MORENO, JACOB L. (1892–1974), U.S. social scientist. Born in Bucharest, he immigrated to the U.S. in 1927. He taught at New York University from 1952 to 1960 and was the founder of the Sociometric Institute and the Theater for Psychodrama. He edited the International Journal of Sociometry, Group Psychiatry, and Group Psychotherapy and Sociodrama. Moreno initiated the sociometric method in the social sciences. Sociometry assumes that societies have, besides a formal structure, an informal and emotionally based depth-structure of human relations, connecting the individual with other individuals. These relations can be made evident by appropriate methods. Among the techniques Moreno introduced for this purpose were the sociometric test, the sociogram, the interaction diagram, the locogram, and the sociomatrix. These techniques lead to group-therapeutic approaches, especially in "psycho-drama" and "sociodrama." In these, the conventional doctor-patient relationship is replaced by acting in which the participants purge themselves through reliving and acting out their experience.

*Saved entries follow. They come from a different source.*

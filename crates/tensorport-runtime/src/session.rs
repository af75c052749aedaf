use std::collections::HashMap;
use std::time::Instant;

use tensorport_core::{
    DataFormat, Device, InferenceParam, ModelSpec, NativeBackend, NativeSession, Result,
    SessionError, ShapeMap, SlotKind, Tensor, TensorSpec,
};
use tracing::{debug, error, info};

use crate::contract::{resolve_contract, Contract};
use crate::engine;
use crate::loader::{load_session, LoadStrategy};
use crate::materialize::materialize;
use crate::pool::TensorPool;

/// Everything that exists only while a model is loaded.
///
/// Field order is drop order: pool storage and external tensors go before
/// the native session they were bound to.
struct Loaded<S> {
    pool: TensorPool,
    external_inputs: HashMap<String, Tensor>,
    contract: Contract,
    batch_size: Option<usize>,
    strategy: LoadStrategy,
    native: S,
}

impl<S> Loaded<S> {
    fn refresh_batch(&mut self) {
        self.batch_size = self
            .pool
            .inputs()
            .iter()
            .next()
            .map(|(_, entry)| entry.current())
            .filter(|tensor| tensor.is_allocated())
            .and_then(|tensor| tensor.shape().batch());
    }
}

/// One model loaded into one backend instance.
///
/// Calls must be serialized by the owner; nothing here locks. Separate
/// sessions share nothing and can run on separate threads.
pub struct InferenceSession<B: NativeBackend> {
    backend: B,
    param: InferenceParam,
    state: Option<Loaded<B::Session>>,
}

impl<B: NativeBackend> InferenceSession<B> {
    pub fn new(backend: B, param: InferenceParam) -> Self {
        Self {
            backend,
            param,
            state: None,
        }
    }

    pub fn param(&self) -> &InferenceParam {
        &self.param
    }

    pub fn backend_name(&self) -> &'static str {
        self.backend.name()
    }

    pub fn is_initialized(&self) -> bool {
        self.state.is_some()
    }

    /// Loads the model, resolves its contract and builds the tensor pool.
    ///
    /// Nothing is kept unless every step succeeds.
    pub fn init(&mut self) -> Result<()> {
        if self.state.is_some() {
            return Err(SessionError::InvalidArgument(
                "session is already initialized, deinit it first".to_string(),
            ));
        }

        let (native, strategy) = load_session(&self.backend, &self.param)?;
        let contract = resolve_contract(&native, &self.param.max_shapes)?;
        // Pool storage is host staging memory; the backend moves it to its own device.
        let pool = TensorPool::build(&contract, &Device::Cpu);

        info!(
            backend = self.backend.name(),
            inputs = contract.inputs.len(),
            outputs = contract.outputs.len(),
            batch = ?contract.batch_size,
            "session initialized"
        );
        self.state = Some(Loaded {
            pool,
            external_inputs: HashMap::new(),
            batch_size: contract.batch_size,
            contract,
            strategy,
            native,
        });
        Ok(())
    }

    /// Releases tensors, then bindings, then the native session. Safe to call repeatedly.
    pub fn deinit(&mut self) {
        let Some(mut state) = self.state.take() else {
            return;
        };
        state.external_inputs.clear();
        state.pool.clear();
        state.native.clear_bindings();
        drop(state);
        info!(backend = self.backend.name(), "session released");
    }

    fn loaded(&self) -> Result<&Loaded<B::Session>> {
        self.state.as_ref().ok_or(SessionError::NotInitialized)
    }

    fn loaded_mut(&mut self) -> Result<&mut Loaded<B::Session>> {
        self.state.as_mut().ok_or(SessionError::NotInitialized)
    }

    pub fn reshape(&mut self, shapes: &ShapeMap) -> Result<()> {
        let state = self.loaded_mut()?;
        let changed = state.pool.reshape(shapes)?;
        if changed > 0 {
            state.refresh_batch();
            debug!(changed, batch = ?state.batch_size, "reshape applied");
        }
        Ok(())
    }

    pub fn run(&mut self) -> Result<()> {
        let state = self.loaded_mut()?;
        let started = Instant::now();
        engine::run_once(
            &mut state.native,
            &state.contract,
            &mut state.pool,
            &state.external_inputs,
        )?;
        debug!(elapsed_us = started.elapsed().as_micros() as u64, "run finished");
        Ok(())
    }

    pub fn output_tensor(
        &self,
        name: &str,
        device: &Device,
        copy: bool,
        format: Option<DataFormat>,
    ) -> Result<Tensor> {
        let state = self.loaded()?;
        let current = state
            .pool
            .outputs()
            .current(name)
            .ok_or_else(|| SessionError::not_found(SlotKind::Output, name))?;
        materialize(current, device, copy, format)
    }

    /// Like [`Self::output_tensor`], but logs the failure and returns `None`.
    pub fn output_tensor_after_run(
        &self,
        name: &str,
        device: &Device,
        copy: bool,
        format: Option<DataFormat>,
    ) -> Option<Tensor> {
        match self.output_tensor(name, device, copy, format) {
            Ok(tensor) => Some(tensor),
            Err(err) => {
                error!(%name, error = %err, "output tensor unavailable");
                None
            }
        }
    }

    /// Binds `tensor` to an input slot in place of the pool tensor until cleared.
    pub fn set_input_tensor(&mut self, name: &str, tensor: Tensor) -> Result<()> {
        let state = self.loaded_mut()?;
        let slot = state
            .contract
            .input(name)
            .ok_or_else(|| SessionError::not_found(SlotKind::Input, name))?;
        if tensor.dtype() != slot.spec.dtype {
            return Err(SessionError::InvalidArgument(format!(
                "input `{name}` expects {}, got {}",
                slot.spec.dtype,
                tensor.dtype()
            )));
        }
        state.external_inputs.insert(name.to_string(), tensor);
        Ok(())
    }

    pub fn clear_input_tensors(&mut self) {
        if let Some(state) = self.state.as_mut() {
            state.external_inputs.clear();
        }
    }

    pub fn input_tensor(&self, name: &str) -> Option<&Tensor> {
        self.state.as_ref()?.pool.inputs().current(name)
    }

    /// The pool tensor for an input, for writing data in place before `run`.
    pub fn input_tensor_mut(&mut self, name: &str) -> Option<&mut Tensor> {
        self.state.as_mut()?.pool.input_mut(name)
    }

    pub fn contract(&self) -> Option<&Contract> {
        self.state.as_ref().map(|s| &s.contract)
    }

    pub fn model_spec(&self) -> Option<ModelSpec> {
        self.contract().map(Contract::model_spec)
    }

    pub fn input_names(&self) -> Vec<String> {
        self.contract().map_or_else(Vec::new, |c| {
            c.inputs.iter().map(|s| s.name().to_string()).collect()
        })
    }

    pub fn output_names(&self) -> Vec<String> {
        self.contract().map_or_else(Vec::new, |c| {
            c.outputs.iter().map(|s| s.name().to_string()).collect()
        })
    }

    pub fn input_specs(&self) -> Vec<TensorSpec> {
        self.contract().map_or_else(Vec::new, |c| {
            c.inputs.iter().map(|s| s.spec.clone()).collect()
        })
    }

    pub fn output_specs(&self) -> Vec<TensorSpec> {
        self.contract().map_or_else(Vec::new, |c| {
            c.outputs.iter().map(|s| s.spec.clone()).collect()
        })
    }

    pub fn batch_size(&self) -> Option<usize> {
        self.state.as_ref().and_then(|s| s.batch_size)
    }

    pub fn load_strategy(&self) -> Option<LoadStrategy> {
        self.state.as_ref().map(|s| s.strategy)
    }
}

impl<B: NativeBackend> Drop for InferenceSession<B> {
    fn drop(&mut self) {
        self.deinit();
    }
}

These methods have been applied in a variety of situations, especially in schools, industries, and armies.

Major publications of Moreno, apart from a great many papers and monographs, are Das Stegreiftheater (1924; The Theater of Spontaneity, tr. by the author, 1947); Who Shall Survive? (1934, rev. ed. 1953); Sociometry, Experimental Method and the Science of Society (1951); The First Psychodramatic Family (1964); and Discovery of Spontaneous Man (1965).